== Segment start ==
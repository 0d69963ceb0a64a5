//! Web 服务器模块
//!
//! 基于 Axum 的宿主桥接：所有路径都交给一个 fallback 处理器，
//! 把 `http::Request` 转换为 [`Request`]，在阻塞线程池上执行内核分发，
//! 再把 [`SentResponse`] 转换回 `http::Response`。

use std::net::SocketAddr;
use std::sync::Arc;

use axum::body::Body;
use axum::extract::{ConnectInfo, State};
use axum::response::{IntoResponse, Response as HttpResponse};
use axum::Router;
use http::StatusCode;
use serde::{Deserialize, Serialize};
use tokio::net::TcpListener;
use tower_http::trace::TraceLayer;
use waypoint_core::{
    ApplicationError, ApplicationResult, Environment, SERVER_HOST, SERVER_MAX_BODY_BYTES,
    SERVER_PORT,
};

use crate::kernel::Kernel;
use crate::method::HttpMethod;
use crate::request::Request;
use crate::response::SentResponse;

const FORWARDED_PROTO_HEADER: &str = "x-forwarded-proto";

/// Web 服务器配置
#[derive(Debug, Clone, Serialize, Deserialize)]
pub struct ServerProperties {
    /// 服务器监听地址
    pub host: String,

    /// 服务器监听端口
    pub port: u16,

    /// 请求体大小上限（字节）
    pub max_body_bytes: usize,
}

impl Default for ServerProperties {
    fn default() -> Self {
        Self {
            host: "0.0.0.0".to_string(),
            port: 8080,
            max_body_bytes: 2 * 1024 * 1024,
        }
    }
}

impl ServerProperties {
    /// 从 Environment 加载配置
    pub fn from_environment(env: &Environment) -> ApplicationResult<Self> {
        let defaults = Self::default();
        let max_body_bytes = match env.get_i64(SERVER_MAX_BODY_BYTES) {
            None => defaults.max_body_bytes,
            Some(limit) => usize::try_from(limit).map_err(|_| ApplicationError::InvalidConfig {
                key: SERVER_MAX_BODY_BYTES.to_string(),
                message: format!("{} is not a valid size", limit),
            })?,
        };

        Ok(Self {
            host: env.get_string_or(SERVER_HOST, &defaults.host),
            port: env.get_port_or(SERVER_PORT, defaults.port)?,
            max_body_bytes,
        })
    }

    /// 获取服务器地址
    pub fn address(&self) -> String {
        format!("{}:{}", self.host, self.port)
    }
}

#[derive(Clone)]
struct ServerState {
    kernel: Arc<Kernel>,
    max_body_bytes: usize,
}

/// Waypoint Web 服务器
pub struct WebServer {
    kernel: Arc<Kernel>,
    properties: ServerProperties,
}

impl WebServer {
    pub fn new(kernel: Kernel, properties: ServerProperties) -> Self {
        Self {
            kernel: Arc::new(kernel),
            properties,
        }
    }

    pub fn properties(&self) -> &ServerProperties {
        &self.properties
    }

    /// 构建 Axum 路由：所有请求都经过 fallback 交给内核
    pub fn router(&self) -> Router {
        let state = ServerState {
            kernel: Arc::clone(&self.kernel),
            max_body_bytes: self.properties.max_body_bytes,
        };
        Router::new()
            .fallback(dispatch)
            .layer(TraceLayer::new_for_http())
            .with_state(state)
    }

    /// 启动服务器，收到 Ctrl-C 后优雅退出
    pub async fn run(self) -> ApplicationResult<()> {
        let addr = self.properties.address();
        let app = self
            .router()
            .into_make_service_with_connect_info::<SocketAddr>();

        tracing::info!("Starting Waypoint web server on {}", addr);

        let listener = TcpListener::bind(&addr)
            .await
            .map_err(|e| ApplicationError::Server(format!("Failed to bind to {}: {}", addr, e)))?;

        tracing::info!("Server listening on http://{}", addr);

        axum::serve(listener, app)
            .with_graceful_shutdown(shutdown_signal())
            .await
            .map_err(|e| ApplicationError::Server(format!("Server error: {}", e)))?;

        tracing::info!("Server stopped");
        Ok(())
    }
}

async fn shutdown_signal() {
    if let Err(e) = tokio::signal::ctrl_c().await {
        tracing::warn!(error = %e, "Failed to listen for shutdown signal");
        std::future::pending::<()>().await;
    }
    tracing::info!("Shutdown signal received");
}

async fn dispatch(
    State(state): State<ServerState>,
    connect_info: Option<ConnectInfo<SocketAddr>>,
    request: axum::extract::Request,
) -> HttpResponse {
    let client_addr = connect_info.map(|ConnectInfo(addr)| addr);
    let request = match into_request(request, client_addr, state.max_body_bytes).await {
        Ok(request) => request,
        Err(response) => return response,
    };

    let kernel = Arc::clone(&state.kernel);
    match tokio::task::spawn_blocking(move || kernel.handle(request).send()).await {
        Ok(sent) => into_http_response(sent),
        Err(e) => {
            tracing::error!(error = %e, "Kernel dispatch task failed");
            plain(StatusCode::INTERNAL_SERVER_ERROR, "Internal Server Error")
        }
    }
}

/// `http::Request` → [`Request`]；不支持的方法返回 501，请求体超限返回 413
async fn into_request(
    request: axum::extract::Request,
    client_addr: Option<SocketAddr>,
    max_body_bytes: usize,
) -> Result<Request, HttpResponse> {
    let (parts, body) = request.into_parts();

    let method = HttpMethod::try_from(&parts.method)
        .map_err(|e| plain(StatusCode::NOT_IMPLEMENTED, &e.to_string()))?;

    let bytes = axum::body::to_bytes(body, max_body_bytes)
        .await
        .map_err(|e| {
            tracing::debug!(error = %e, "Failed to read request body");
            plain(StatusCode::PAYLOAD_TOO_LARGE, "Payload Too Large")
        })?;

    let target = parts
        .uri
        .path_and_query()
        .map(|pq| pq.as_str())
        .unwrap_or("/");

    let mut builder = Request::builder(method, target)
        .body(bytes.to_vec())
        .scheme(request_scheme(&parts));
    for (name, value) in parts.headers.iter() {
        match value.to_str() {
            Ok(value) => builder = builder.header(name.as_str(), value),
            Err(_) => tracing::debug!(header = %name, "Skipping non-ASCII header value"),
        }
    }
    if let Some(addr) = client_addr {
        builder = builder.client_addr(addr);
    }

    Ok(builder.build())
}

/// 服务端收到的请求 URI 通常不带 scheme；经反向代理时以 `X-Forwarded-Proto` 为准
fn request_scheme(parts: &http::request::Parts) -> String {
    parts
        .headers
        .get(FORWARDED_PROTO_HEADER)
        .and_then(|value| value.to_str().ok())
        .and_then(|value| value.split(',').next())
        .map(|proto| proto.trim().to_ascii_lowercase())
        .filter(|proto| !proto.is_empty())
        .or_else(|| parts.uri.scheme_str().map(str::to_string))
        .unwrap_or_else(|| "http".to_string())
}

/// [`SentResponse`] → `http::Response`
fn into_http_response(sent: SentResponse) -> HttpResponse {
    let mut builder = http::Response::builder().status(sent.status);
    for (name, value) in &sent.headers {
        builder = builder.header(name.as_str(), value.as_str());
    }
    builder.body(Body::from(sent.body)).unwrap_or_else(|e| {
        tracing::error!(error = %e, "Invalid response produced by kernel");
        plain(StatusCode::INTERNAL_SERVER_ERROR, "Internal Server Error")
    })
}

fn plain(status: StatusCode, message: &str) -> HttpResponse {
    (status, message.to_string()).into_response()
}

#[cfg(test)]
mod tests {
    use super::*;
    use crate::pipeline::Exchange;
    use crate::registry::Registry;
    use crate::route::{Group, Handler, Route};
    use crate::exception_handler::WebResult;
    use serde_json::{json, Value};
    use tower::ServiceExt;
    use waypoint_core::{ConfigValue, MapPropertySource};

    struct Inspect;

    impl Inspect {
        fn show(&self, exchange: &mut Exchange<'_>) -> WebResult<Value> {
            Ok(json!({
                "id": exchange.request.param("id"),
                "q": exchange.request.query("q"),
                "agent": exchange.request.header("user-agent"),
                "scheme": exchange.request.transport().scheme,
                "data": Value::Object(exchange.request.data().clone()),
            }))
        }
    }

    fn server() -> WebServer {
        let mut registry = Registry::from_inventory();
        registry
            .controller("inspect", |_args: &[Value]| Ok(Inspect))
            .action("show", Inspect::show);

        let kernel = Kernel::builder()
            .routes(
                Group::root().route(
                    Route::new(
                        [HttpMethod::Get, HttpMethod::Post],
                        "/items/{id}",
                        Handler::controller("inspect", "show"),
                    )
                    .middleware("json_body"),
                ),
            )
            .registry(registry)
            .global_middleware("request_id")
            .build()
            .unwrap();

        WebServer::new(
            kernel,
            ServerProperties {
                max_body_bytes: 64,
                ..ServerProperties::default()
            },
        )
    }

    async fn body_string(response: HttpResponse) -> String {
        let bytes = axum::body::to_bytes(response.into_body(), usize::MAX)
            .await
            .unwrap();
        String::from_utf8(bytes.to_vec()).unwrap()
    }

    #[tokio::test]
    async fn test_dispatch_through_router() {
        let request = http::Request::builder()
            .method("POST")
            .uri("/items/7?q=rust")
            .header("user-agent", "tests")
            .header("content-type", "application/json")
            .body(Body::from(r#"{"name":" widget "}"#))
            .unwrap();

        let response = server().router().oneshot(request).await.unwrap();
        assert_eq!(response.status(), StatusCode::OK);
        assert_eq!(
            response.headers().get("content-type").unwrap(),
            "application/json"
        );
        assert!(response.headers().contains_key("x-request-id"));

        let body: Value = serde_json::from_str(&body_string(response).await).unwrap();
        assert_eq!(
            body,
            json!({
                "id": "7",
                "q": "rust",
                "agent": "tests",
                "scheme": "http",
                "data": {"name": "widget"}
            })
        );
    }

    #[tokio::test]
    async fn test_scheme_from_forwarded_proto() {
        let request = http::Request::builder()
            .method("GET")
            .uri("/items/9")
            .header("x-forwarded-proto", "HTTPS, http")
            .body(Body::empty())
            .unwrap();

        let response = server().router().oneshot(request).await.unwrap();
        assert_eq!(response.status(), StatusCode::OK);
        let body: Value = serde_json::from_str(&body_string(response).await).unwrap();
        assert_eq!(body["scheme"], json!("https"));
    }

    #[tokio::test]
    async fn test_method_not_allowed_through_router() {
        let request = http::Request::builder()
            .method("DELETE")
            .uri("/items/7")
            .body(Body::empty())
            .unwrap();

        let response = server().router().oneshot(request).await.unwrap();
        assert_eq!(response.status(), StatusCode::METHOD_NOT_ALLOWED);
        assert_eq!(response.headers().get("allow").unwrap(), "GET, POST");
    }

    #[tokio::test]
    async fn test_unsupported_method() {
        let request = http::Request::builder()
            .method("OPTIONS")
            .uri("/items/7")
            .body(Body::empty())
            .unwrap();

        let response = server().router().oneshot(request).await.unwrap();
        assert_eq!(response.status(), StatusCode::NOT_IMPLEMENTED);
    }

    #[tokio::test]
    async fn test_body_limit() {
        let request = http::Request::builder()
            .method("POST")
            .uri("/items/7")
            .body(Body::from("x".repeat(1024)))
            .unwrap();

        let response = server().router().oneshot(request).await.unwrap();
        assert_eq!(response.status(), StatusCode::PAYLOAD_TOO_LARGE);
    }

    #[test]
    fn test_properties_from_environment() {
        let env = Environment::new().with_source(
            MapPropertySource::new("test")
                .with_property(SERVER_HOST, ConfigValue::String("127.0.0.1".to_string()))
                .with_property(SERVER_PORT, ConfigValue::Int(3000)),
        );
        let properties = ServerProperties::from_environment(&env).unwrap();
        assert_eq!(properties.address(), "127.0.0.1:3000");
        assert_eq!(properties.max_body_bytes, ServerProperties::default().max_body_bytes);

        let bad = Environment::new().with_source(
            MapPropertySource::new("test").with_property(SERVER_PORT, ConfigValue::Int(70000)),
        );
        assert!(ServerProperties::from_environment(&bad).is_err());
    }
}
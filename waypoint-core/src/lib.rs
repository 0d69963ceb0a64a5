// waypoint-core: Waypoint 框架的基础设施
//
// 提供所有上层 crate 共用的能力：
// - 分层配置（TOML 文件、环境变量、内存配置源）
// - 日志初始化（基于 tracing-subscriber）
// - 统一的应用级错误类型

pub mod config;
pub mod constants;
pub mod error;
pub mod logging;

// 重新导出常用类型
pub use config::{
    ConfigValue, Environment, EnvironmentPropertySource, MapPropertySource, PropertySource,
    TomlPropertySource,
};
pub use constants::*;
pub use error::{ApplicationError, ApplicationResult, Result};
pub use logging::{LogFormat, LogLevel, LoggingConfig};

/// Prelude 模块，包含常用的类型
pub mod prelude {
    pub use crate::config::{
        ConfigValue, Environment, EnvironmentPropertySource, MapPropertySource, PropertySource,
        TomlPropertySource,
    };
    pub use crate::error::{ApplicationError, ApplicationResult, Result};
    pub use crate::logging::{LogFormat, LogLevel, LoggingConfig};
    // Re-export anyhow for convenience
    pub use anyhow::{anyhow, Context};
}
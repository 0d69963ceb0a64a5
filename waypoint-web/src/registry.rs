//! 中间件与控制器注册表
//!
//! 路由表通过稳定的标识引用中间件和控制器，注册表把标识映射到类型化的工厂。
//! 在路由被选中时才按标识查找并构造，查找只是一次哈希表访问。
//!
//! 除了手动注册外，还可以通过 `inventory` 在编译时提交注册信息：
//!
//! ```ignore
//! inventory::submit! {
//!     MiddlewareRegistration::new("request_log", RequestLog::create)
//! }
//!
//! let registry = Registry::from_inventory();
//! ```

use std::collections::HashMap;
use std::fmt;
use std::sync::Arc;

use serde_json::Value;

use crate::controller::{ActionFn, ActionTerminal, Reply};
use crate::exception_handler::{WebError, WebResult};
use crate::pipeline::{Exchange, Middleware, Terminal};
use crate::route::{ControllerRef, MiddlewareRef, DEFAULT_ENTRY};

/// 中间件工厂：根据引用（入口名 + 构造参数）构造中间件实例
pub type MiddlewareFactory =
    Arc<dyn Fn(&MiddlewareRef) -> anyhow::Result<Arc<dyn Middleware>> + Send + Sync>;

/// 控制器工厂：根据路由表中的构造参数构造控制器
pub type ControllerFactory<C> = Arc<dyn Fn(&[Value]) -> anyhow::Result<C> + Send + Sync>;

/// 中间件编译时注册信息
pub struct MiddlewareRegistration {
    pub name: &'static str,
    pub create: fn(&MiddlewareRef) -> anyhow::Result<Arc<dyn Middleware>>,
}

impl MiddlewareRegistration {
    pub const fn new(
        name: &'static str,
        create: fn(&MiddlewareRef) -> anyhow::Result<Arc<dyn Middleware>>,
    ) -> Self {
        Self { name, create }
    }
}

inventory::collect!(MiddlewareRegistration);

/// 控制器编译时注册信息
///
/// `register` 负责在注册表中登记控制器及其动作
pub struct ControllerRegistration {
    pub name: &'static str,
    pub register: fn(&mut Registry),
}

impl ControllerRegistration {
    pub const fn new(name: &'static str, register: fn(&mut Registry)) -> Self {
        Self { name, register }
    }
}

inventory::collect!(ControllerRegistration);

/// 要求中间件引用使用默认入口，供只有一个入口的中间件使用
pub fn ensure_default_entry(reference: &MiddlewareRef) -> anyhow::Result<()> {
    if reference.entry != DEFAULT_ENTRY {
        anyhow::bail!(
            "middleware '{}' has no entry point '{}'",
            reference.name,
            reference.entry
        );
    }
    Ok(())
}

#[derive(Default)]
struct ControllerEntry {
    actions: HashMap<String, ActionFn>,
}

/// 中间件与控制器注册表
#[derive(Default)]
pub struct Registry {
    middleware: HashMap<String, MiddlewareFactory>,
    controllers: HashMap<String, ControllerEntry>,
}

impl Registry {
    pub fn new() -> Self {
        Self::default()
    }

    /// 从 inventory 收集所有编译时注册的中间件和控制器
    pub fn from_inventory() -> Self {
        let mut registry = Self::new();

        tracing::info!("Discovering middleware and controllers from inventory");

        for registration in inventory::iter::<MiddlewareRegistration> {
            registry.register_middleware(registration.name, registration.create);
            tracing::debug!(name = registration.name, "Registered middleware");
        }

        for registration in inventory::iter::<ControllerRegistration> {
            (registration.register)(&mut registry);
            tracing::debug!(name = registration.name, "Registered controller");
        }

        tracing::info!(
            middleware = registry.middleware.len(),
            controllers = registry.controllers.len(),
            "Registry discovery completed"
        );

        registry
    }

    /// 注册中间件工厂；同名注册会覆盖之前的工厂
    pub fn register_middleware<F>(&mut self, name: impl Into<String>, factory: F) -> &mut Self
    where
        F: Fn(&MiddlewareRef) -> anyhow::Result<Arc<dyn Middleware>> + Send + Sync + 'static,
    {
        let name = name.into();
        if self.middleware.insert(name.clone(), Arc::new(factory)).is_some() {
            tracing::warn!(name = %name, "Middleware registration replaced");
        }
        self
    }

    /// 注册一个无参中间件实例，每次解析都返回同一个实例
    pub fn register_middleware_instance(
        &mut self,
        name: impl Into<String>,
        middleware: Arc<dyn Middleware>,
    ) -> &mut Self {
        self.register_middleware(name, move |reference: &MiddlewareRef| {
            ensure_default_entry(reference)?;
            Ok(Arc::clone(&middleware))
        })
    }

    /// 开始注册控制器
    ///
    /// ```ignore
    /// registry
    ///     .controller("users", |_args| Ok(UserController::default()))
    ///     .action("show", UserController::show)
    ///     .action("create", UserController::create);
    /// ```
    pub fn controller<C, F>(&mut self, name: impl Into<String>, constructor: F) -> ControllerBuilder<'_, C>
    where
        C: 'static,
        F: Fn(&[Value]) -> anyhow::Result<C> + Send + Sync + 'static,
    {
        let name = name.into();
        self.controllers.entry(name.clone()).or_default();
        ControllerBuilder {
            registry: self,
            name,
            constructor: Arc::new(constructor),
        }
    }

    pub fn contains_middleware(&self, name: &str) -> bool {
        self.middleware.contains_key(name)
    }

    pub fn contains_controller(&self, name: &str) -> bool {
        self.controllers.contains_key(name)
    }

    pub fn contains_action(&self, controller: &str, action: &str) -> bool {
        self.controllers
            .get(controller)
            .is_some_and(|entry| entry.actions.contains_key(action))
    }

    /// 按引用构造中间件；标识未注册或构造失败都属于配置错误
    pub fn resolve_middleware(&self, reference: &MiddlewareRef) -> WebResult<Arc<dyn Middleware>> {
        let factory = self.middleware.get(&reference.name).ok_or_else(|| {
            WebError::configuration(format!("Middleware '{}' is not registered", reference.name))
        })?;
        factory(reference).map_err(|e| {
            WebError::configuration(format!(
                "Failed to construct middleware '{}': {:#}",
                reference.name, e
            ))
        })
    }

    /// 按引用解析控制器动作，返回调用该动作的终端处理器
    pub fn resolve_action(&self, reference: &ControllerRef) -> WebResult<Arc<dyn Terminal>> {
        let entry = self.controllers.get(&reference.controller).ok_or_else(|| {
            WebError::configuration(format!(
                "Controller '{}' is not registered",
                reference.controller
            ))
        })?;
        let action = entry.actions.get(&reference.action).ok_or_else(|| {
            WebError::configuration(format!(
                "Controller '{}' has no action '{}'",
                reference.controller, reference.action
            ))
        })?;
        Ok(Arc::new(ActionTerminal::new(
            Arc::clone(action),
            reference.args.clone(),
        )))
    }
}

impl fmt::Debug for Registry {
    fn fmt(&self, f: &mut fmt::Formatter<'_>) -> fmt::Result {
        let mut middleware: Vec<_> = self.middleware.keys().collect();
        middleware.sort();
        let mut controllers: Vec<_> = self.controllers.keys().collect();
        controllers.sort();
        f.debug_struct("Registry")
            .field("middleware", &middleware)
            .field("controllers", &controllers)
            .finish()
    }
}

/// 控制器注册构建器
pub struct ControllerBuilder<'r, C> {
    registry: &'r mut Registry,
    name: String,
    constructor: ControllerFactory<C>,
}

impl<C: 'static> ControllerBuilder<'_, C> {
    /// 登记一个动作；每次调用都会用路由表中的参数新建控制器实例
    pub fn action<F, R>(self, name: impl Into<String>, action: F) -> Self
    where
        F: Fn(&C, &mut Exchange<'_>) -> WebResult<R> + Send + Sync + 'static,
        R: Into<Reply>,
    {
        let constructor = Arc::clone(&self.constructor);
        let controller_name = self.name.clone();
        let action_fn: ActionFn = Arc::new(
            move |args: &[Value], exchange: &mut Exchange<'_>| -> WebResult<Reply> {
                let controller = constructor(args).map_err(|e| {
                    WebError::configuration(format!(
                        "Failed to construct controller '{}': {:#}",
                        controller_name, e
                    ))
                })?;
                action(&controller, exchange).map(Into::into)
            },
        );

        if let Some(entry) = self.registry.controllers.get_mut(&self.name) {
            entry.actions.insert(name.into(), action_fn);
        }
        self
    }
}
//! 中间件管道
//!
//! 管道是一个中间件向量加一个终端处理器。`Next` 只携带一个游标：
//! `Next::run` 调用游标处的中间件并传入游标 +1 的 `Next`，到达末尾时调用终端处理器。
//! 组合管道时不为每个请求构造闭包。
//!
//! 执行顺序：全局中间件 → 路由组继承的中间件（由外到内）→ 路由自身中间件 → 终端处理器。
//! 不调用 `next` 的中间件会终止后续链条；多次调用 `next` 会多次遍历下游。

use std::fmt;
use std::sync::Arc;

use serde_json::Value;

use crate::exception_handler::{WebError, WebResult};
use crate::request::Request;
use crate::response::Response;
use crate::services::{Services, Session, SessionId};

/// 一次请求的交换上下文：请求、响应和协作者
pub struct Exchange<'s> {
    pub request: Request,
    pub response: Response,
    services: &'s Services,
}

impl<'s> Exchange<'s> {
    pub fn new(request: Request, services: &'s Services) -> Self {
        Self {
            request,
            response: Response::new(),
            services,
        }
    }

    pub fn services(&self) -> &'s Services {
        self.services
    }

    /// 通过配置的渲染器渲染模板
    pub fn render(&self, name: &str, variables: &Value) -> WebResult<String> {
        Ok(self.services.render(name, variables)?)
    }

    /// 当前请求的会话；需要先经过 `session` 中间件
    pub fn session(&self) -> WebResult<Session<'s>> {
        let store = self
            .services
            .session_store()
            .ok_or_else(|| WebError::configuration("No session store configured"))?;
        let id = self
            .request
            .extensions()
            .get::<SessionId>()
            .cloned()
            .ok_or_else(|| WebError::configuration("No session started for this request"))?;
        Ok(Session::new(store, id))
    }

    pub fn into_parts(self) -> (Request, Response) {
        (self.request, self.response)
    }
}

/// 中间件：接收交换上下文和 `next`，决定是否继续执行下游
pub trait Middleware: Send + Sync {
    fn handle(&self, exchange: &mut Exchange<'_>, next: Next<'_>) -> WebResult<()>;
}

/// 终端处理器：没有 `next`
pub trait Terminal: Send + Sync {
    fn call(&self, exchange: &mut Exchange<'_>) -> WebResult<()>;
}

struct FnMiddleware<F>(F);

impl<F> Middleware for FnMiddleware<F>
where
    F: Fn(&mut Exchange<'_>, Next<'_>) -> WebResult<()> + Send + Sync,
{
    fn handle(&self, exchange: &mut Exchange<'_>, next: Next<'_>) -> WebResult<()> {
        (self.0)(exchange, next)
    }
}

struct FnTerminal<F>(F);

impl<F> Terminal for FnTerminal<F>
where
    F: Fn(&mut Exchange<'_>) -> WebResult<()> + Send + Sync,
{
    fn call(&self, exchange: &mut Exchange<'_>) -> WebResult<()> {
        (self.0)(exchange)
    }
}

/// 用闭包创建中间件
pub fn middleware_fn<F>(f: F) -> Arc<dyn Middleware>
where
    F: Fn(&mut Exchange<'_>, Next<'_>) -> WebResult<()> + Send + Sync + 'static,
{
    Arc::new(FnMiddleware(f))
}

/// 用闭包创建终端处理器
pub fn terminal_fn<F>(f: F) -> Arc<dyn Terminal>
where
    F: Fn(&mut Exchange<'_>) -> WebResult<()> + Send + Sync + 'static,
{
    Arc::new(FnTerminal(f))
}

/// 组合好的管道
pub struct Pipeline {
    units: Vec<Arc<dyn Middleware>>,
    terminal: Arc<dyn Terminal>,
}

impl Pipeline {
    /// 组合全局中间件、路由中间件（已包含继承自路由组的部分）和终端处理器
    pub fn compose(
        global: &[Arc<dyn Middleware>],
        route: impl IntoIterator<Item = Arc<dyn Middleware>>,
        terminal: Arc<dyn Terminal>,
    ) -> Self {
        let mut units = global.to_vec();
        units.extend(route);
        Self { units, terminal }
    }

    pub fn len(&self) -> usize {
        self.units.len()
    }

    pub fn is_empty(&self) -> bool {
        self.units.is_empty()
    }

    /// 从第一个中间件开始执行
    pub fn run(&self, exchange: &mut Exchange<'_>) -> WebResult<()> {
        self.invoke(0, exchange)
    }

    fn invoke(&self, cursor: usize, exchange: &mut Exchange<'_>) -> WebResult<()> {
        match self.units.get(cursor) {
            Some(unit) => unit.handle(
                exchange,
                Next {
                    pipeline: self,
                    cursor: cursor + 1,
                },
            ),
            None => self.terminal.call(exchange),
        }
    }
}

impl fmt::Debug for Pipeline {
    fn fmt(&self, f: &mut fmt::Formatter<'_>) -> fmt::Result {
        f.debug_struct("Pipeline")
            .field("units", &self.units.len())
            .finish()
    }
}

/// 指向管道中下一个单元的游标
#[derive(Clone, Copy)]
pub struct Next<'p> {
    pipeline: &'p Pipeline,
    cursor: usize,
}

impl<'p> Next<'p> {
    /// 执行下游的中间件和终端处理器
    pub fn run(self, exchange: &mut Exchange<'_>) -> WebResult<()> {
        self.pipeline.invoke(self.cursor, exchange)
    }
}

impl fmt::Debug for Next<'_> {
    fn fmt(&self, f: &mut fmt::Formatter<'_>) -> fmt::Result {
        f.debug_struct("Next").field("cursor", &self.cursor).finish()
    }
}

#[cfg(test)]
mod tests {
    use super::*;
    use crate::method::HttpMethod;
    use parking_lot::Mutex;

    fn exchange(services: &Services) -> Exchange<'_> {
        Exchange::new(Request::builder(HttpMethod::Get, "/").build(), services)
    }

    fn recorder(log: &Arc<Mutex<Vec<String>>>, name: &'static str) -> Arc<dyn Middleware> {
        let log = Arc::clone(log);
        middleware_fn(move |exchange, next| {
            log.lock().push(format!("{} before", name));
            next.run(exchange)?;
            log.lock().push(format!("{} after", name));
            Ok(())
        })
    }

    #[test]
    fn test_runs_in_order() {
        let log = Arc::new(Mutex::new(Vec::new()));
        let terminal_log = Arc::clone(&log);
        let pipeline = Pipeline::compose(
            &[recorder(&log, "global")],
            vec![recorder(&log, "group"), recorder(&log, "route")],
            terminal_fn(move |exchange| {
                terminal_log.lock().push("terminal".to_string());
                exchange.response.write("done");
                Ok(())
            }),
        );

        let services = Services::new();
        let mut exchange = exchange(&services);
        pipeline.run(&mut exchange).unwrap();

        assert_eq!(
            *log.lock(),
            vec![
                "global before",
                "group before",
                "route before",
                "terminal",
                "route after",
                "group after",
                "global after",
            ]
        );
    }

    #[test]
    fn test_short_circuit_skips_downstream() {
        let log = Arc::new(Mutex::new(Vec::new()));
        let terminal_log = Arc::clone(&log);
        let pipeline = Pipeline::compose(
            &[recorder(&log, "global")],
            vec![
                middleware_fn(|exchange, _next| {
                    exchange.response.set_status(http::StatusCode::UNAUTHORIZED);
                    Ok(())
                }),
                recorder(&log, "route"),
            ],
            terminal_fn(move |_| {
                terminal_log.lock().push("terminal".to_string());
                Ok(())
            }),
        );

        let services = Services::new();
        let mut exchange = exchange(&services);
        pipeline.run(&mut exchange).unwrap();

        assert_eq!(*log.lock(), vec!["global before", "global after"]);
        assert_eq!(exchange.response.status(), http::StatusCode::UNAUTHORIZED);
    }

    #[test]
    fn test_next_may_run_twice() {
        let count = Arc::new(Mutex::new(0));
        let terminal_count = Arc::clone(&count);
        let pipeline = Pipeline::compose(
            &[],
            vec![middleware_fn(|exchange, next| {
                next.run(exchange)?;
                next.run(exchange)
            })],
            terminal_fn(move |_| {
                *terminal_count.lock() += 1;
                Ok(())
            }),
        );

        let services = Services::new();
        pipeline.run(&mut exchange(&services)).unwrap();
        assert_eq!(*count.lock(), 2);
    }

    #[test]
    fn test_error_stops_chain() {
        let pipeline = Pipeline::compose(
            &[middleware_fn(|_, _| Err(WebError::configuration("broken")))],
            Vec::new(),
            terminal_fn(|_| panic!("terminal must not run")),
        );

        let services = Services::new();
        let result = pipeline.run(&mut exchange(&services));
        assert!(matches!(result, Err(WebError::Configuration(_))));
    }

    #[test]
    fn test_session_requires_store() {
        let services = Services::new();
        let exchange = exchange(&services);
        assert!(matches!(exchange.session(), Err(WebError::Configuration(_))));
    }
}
== Segment end ==
◆ **TASK STATEMENT**: The answer must consist of each line from the entries that contains the string "LogLevel".

◆ **ANSWER TO THIS PROBLEM**:
pub use logging::{LogFormat, LogLevel, LoggingConfig};
    pub use crate::logging::{LogFormat, LogLevel, LoggingConfig};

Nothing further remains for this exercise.